Palaeontology: Prehistoric worm was the terror of the seas - Triops Galaxy

Palaeontology: Primordial worm Timorebestia koprii was the terror of the seas

Peary Island is located in the north of Greenland. It is a peninsula on which researchers discovered an important fossil deposit in 1984 and named it the Sirius Passet faunal community. Since this discovery, several thousand fossils have been found at the site, mostly from Cambrian molluscs. The Cambrian, an age that began around 540 million years ago, is characterised by a sudden and explosive increase in life forms on our planet. Based on fossilised finds in northern Greenland, researchers have described a new genus. These are the 30-centimetre-long, carnivorous prehistoric worms. These were possibly the first predators in the history of the earth.

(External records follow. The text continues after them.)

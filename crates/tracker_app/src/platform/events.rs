use tracker_core::{Msg, PreferenceEdit, Route};

use super::ui::constants::*;

/// Events as the document-level listeners see them.
#[derive(Debug, Clone, PartialEq, Eq)]
pub enum DomEvent {
    /// A delegated click; carries whatever markers the clicked element had.
    Click {
        route: Option<String>,
        action: Option<String>,
        job_id: Option<String>,
    },
    Input {
        control: String,
        value: String,
    },
    /// `checked` is present for checkboxes only.
    Change {
        control: String,
        value: String,
        checked: Option<bool>,
    },
    KeyDown {
        key: String,
    },
    PopState {
        state: Option<String>,
        path: String,
    },
    /// Address-bar navigation.
    Open {
        path: String,
    },
}

impl DomEvent {
    pub fn click_route(route: Route) -> Self {
        DomEvent::Click {
            route: Some(route.id().to_string()),
            action: None,
            job_id: None,
        }
    }

    pub fn click_action(action: &str, job_id: Option<&str>) -> Self {
        DomEvent::Click {
            route: None,
            action: Some(action.to_string()),
            job_id: job_id.map(str::to_string),
        }
    }
}

/// Translates a raw event into a message. Anything unrecognised becomes `NoOp`.
pub fn to_msg(event: DomEvent) -> Msg {
    match event {
        DomEvent::Click {
            route: Some(route), ..
        } => Route::from_id(&route).map_or(Msg::NoOp, Msg::Navigate),
        DomEvent::Click {
            action: Some(action),
            job_id,
            ..
        } => click_msg(&action, job_id),
        DomEvent::Click { .. } => Msg::NoOp,
        DomEvent::Input { control, value } => input_msg(&control, value),
        DomEvent::Change {
            control,
            value,
            checked,
        } => change_msg(&control, value, checked),
        DomEvent::KeyDown { key } if key == KEY_ESCAPE => Msg::ModalClosed,
        DomEvent::KeyDown { .. } => Msg::NoOp,
        DomEvent::PopState { state, path } => Msg::HistoryPopped { state, path },
        DomEvent::Open { path } => Msg::PathOpened(path),
    }
}

fn click_msg(action: &str, job_id: Option<String>) -> Msg {
    // Cards without an id degrade to a no-op.
    let job_id = job_id.filter(|id| !id.is_empty());
    match (action, job_id) {
        (ACTION_VIEW, Some(job_id)) => Msg::JobViewed { job_id },
        (ACTION_SAVE, Some(job_id)) => Msg::SaveToggled { job_id },
        (ACTION_APPLY, Some(job_id)) => Msg::ApplyClicked { job_id },
        (ACTION_CLOSE_MODAL | ACTION_MODAL_BACKDROP, _) => Msg::ModalClosed,
        (ACTION_RESET_PREFERENCES, _) => Msg::PreferencesReset,
        _ => Msg::NoOp,
    }
}

fn input_msg(control: &str, value: String) -> Msg {
    match control {
        INPUT_KEYWORD => Msg::KeywordChanged(value),
        INPUT_ROLE_KEYWORDS => Msg::PreferenceEdited(PreferenceEdit::RoleKeywords(value)),
        INPUT_SKILLS => Msg::PreferenceEdited(PreferenceEdit::Skills(value)),
        RANGE_MIN_SCORE => Msg::PreferenceEdited(PreferenceEdit::MinMatchScore(value)),
        _ => Msg::NoOp,
    }
}

fn change_msg(control: &str, value: String, checked: Option<bool>) -> Msg {
    match control {
        SELECT_LOCATION => Msg::LocationFilterChanged(value),
        SELECT_MODE => Msg::ModeFilterChanged(value),
        SELECT_EXPERIENCE => Msg::ExperienceFilterChanged(value),
        SELECT_SOURCE => Msg::SourceFilterChanged(value),
        SELECT_SORT => Msg::SortChanged(value),
        TOGGLE_ONLY_MATCHES => Msg::OnlyMatchesToggled(checked.unwrap_or(false)),
        CHECK_LOCATION => Msg::PreferenceEdited(PreferenceEdit::Location {
            location: value,
            selected: checked.unwrap_or(false),
        }),
        CHECK_MODE => Msg::PreferenceEdited(PreferenceEdit::Mode {
            mode: value,
            selected: checked.unwrap_or(false),
        }),
        SELECT_PREF_EXPERIENCE => Msg::PreferenceEdited(PreferenceEdit::ExperienceLevel(value)),
        // Text controls also fire `change` on blur.
        _ => input_msg(control, value),
    }
}

#[cfg(test)]
mod tests {
    use super::*;

    #[test]
    fn route_markers_win_over_actions() {
        let event = DomEvent::Click {
            route: Some("saved".to_string()),
            action: Some(ACTION_SAVE.to_string()),
            job_id: Some("jn-001".to_string()),
        };
        assert_eq!(to_msg(event), Msg::Navigate(Route::Saved));
        assert_eq!(to_msg(DomEvent::click_route(Route::Proof)), Msg::Navigate(Route::Proof));
        let unknown = DomEvent::Click {
            route: Some("admin".to_string()),
            action: None,
            job_id: None,
        };
        assert_eq!(to_msg(unknown), Msg::NoOp);
    }

    #[test]
    fn card_actions_need_a_job_id() {
        assert_eq!(
            to_msg(DomEvent::click_action(ACTION_SAVE, Some("jn-002"))),
            Msg::SaveToggled {
                job_id: "jn-002".to_string()
            }
        );
        assert_eq!(to_msg(DomEvent::click_action(ACTION_SAVE, None)), Msg::NoOp);
        assert_eq!(to_msg(DomEvent::click_action(ACTION_APPLY, Some(""))), Msg::NoOp);
        assert_eq!(to_msg(DomEvent::click_action("share", Some("jn-002"))), Msg::NoOp);
    }

    #[test]
    fn modal_dismissals_converge() {
        assert_eq!(to_msg(DomEvent::click_action(ACTION_CLOSE_MODAL, None)), Msg::ModalClosed);
        assert_eq!(
            to_msg(DomEvent::click_action(ACTION_MODAL_BACKDROP, None)),
            Msg::ModalClosed
        );
        assert_eq!(
            to_msg(DomEvent::KeyDown {
                key: KEY_ESCAPE.to_string()
            }),
            Msg::ModalClosed
        );
        assert_eq!(
            to_msg(DomEvent::KeyDown {
                key: "Enter".to_string()
            }),
            Msg::NoOp
        );
    }

    #[test]
    fn checkboxes_carry_their_state() {
        let event = DomEvent::Change {
            control: CHECK_MODE.to_string(),
            value: "Hybrid".to_string(),
            checked: Some(true),
        };
        assert_eq!(
            to_msg(event),
            Msg::PreferenceEdited(PreferenceEdit::Mode {
                mode: "Hybrid".to_string(),
                selected: true,
            })
        );
        let toggle = DomEvent::Change {
            control: TOGGLE_ONLY_MATCHES.to_string(),
            value: "on".to_string(),
            checked: Some(false),
        };
        assert_eq!(to_msg(toggle), Msg::OnlyMatchesToggled(false));
    }
}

Similar meaning as sharks and seals

The generic name of these prehistoric worms, Timorbestia, means “terrible beast” in Latin. It is assumed that these prehistoric worms, with a body length of up to 30 centimetres, were among the largest swimming animals of the early Cambrian and possibly taught other sea creatures to fear. They were characterised by distinctive heads with long antennae, massive jaw structures in their mouths, fins on the sides of their bodies and an enormous appetite. Among the creatures that populated the world’s oceans at that time was a previously unknown species of worm called Timorebestia koprii. An expedition from the Korean Polar Research Institute (KOPRI) in Incheon, Korea, discovered the fossilised remains of 13 specimens of this extinct species. The description was made by a research team from the University of Bristol, England. The study, published in the journal Science Advances, suggests that these worms may have been the first predators in the history of the earth.

The presence of remains of small arthropods of the genus Isoxys inside the fossilised digestive system of Timorebestia suggests that these arthropods were common at Sirius Passet and were a food source for many animals there. Despite the fact that these arthropods had long protective spines – which were directed forwards and backwards – they were still eaten by Timorebestia. And in large quantities. “Timorebestia were giants of their time. They were obviously at the top of the food chain,” explains Jakob Vinther, palaeontologist at the University of Bristol. “As carnivores, they were as important to ecosystems as sharks and seals are to today’s oceans.”

The worm had the ventral ganglion. This was a nerve centre on the abdomen. Nowadays, this is only found in arrow worms, a phylum of small marine predators that feed on zooplankton. Their evolutionary history goes back at least 538 million years. The unique ventral ganglions in both Timorebestia and arrow worms could indicate that a relationship exists. It also suggests that the prehistoric arrow worm swam through the oceans a very long time ago.

This finding is significant because it was previously thought that primitive arthropods, including the Anomalocarididae or ‘unusual shrimps’, were the dominant predators of the Cambrian, although they only appear in the fossil record between 521 and 529 million years ago.